### WORK INSTRUCTIONS
Within the entries below, find each line containing the word "FrameClock" and copy it.

[Extracted records]
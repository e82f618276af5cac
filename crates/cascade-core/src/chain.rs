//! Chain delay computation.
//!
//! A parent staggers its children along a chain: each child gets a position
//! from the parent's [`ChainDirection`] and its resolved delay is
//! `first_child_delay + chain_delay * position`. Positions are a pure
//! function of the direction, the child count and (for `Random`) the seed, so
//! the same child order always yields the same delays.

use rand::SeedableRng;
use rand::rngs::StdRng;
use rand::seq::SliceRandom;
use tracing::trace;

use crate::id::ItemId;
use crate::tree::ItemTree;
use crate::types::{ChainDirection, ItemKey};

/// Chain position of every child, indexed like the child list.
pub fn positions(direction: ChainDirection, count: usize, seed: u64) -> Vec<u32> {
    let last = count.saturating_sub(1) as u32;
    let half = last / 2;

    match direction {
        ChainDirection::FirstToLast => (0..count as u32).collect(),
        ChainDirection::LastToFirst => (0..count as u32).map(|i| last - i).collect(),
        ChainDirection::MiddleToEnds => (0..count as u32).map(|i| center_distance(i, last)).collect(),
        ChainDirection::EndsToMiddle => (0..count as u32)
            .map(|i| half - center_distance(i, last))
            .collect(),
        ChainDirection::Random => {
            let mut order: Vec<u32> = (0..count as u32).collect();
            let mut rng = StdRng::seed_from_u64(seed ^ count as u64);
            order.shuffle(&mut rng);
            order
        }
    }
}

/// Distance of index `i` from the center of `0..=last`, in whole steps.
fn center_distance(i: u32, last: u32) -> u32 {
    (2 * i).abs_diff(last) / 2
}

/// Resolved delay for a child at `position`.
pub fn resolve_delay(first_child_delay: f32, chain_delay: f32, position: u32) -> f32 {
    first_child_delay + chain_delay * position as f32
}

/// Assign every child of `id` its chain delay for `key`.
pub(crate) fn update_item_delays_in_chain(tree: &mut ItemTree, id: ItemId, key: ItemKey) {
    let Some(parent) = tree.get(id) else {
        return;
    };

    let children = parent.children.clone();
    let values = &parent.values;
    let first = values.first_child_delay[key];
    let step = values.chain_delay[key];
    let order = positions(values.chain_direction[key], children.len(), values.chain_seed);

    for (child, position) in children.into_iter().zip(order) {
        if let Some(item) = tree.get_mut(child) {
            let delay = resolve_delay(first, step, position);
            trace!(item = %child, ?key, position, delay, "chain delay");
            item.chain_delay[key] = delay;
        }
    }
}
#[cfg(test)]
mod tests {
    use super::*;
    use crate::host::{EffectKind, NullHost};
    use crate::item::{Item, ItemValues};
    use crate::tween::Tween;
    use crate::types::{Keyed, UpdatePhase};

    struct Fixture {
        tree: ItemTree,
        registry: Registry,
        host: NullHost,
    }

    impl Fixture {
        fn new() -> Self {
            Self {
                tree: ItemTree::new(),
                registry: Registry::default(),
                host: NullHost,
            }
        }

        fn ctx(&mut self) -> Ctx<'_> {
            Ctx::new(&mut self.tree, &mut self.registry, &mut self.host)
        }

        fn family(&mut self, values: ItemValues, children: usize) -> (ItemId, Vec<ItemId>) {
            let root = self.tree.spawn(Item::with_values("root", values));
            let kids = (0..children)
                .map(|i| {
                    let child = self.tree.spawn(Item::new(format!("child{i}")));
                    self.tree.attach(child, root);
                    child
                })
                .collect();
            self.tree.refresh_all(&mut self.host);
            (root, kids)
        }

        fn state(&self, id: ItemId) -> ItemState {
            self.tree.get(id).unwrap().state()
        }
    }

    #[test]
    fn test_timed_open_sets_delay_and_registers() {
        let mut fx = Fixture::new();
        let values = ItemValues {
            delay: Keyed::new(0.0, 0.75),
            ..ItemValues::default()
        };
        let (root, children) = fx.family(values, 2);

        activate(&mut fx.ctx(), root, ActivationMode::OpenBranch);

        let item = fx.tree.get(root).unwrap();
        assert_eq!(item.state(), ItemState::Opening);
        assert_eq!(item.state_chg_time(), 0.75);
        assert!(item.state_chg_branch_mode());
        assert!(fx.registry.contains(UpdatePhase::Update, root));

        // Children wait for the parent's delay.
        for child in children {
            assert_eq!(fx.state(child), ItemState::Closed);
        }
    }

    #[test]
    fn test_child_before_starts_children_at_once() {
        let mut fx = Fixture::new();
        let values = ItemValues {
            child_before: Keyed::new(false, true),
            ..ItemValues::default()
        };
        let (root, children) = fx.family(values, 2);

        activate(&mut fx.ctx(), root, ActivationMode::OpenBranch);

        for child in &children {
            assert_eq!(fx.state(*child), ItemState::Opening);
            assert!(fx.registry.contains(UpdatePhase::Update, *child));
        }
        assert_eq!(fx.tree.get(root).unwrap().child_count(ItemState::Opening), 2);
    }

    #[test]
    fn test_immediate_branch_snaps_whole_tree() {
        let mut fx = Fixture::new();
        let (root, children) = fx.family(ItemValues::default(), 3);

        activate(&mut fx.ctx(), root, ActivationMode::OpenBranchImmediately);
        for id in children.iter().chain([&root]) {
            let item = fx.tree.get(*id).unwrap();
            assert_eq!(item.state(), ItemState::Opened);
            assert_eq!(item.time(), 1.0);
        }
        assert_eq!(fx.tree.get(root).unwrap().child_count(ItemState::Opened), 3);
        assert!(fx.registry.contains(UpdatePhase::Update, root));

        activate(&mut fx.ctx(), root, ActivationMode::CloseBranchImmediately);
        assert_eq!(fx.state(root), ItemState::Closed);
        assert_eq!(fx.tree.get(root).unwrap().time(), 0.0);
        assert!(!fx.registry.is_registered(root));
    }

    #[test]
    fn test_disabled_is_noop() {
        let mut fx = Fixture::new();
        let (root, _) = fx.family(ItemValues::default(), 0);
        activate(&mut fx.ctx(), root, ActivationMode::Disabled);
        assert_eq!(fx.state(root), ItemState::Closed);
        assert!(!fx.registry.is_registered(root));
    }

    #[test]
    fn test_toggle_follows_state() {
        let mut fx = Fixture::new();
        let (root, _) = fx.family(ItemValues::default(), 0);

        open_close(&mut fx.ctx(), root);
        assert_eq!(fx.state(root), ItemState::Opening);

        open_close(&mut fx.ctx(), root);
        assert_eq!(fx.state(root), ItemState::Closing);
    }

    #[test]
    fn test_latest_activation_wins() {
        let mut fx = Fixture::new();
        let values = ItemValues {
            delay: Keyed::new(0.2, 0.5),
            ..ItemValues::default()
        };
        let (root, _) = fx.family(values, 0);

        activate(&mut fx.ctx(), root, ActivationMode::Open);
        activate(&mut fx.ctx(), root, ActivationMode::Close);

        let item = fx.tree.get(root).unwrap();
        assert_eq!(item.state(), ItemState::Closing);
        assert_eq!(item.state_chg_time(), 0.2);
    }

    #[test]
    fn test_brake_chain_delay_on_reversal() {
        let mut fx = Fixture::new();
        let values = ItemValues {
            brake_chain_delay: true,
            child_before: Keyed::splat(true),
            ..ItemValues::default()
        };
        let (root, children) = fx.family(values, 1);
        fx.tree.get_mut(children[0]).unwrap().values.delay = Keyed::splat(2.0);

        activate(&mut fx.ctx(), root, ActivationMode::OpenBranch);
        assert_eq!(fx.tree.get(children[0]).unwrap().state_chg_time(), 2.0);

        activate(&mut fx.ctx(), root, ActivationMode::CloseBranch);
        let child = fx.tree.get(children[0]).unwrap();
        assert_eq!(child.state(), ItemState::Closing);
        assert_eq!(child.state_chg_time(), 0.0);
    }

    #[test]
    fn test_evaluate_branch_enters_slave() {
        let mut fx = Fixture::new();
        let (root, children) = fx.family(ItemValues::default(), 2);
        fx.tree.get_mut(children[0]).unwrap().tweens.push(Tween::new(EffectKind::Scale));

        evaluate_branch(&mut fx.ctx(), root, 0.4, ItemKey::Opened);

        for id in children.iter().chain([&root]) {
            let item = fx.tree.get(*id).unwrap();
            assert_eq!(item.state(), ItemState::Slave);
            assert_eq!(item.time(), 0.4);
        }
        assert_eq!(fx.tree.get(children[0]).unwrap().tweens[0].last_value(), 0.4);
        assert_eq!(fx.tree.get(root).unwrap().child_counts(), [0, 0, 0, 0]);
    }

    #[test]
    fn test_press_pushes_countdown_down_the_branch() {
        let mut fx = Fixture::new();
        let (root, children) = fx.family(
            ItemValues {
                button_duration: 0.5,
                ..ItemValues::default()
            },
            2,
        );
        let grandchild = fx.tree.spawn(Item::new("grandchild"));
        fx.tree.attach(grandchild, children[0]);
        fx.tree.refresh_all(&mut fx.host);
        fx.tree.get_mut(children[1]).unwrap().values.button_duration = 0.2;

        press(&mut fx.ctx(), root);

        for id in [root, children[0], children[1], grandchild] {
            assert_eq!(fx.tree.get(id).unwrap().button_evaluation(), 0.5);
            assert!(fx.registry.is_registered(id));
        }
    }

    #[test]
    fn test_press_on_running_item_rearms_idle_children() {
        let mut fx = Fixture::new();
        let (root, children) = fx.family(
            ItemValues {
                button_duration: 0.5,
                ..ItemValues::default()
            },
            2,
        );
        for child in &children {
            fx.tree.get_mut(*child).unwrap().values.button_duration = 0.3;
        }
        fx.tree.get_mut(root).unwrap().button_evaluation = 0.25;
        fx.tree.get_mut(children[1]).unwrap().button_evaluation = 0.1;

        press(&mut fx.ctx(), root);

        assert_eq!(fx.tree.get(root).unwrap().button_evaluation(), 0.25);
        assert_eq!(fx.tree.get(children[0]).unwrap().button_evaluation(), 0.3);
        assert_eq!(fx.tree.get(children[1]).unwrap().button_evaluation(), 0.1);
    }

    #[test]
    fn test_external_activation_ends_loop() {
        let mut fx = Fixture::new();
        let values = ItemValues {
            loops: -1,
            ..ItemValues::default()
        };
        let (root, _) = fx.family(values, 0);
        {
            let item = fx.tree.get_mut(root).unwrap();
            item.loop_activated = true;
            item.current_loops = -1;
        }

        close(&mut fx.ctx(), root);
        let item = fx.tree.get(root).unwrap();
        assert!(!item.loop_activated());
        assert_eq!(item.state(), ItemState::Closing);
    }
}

...

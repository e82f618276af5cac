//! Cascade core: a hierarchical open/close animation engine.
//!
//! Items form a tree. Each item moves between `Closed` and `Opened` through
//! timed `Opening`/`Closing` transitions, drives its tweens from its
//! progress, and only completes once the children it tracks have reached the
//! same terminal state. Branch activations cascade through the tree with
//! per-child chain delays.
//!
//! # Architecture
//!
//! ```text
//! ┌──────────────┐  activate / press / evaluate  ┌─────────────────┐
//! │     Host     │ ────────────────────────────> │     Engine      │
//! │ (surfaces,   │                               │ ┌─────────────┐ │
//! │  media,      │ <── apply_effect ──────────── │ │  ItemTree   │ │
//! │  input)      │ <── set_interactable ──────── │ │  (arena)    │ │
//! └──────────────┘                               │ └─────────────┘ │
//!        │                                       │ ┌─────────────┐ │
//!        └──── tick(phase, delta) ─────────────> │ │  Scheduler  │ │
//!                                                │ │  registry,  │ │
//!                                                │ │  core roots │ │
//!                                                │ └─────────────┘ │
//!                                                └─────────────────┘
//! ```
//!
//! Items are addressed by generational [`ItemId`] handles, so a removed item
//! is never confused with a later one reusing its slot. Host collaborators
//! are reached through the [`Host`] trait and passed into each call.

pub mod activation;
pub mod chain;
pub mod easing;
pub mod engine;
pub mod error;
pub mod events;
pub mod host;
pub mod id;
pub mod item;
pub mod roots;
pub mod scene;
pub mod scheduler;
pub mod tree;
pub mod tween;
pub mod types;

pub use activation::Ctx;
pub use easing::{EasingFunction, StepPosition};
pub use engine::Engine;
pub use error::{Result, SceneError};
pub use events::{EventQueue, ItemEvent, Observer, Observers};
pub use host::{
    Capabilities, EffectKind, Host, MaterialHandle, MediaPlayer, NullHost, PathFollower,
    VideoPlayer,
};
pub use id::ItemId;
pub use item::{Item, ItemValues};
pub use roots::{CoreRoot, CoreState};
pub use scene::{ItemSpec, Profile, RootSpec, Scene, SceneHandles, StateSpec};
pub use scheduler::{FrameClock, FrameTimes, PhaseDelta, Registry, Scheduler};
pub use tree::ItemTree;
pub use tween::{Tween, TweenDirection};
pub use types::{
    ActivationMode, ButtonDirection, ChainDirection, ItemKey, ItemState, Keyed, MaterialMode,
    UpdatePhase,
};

--

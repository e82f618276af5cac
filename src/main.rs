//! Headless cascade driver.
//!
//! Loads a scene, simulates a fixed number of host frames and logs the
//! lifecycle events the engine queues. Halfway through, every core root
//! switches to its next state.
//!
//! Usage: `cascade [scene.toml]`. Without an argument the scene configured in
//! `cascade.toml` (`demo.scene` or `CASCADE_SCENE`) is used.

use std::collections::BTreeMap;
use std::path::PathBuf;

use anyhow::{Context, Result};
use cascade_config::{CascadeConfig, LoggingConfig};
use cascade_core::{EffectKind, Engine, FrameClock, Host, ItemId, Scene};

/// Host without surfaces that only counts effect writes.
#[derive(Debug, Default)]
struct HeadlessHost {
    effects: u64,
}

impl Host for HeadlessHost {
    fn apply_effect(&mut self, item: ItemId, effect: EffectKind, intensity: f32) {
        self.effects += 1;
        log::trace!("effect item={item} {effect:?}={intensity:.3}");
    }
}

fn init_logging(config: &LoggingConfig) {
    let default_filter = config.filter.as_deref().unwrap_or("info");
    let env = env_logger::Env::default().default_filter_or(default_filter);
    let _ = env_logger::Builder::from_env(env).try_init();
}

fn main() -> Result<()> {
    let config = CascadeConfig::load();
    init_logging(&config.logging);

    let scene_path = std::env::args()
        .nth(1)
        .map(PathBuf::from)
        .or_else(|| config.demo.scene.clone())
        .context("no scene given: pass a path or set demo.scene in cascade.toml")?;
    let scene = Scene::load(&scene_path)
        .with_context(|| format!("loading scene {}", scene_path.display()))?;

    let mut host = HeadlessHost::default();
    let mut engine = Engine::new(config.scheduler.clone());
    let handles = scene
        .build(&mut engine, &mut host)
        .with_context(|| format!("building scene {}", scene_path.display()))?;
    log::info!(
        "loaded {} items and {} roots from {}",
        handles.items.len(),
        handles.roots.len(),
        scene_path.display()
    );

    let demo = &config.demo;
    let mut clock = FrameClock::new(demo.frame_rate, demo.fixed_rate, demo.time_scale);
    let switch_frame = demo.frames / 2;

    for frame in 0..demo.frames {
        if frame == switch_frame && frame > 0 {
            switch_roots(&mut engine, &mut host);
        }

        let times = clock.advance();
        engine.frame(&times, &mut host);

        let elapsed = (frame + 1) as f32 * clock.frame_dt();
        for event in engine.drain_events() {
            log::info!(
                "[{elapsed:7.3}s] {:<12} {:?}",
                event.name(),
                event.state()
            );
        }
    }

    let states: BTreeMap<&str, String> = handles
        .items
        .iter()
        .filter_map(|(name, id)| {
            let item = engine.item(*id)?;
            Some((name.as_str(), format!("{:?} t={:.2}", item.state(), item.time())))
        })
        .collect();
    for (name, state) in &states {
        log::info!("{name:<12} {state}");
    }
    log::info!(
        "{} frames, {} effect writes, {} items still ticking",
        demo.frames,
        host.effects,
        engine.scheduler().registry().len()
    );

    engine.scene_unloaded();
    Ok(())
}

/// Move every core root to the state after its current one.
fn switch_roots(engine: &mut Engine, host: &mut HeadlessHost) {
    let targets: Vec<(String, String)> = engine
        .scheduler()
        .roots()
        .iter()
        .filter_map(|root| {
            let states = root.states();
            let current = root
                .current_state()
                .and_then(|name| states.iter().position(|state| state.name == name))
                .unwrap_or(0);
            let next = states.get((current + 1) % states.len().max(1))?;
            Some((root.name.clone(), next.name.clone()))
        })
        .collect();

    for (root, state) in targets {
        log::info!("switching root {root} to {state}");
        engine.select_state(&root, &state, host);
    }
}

### SOLUTION TO THIS TASK
pub use scheduler::{FrameClock, FrameTimes, PhaseDelta, Registry, Scheduler};
use cascade_core::{EffectKind, Engine, FrameClock, Host, ItemId, Scene};
    let mut clock = FrameClock::new(demo.frame_rate, demo.fixed_rate, demo.time_scale);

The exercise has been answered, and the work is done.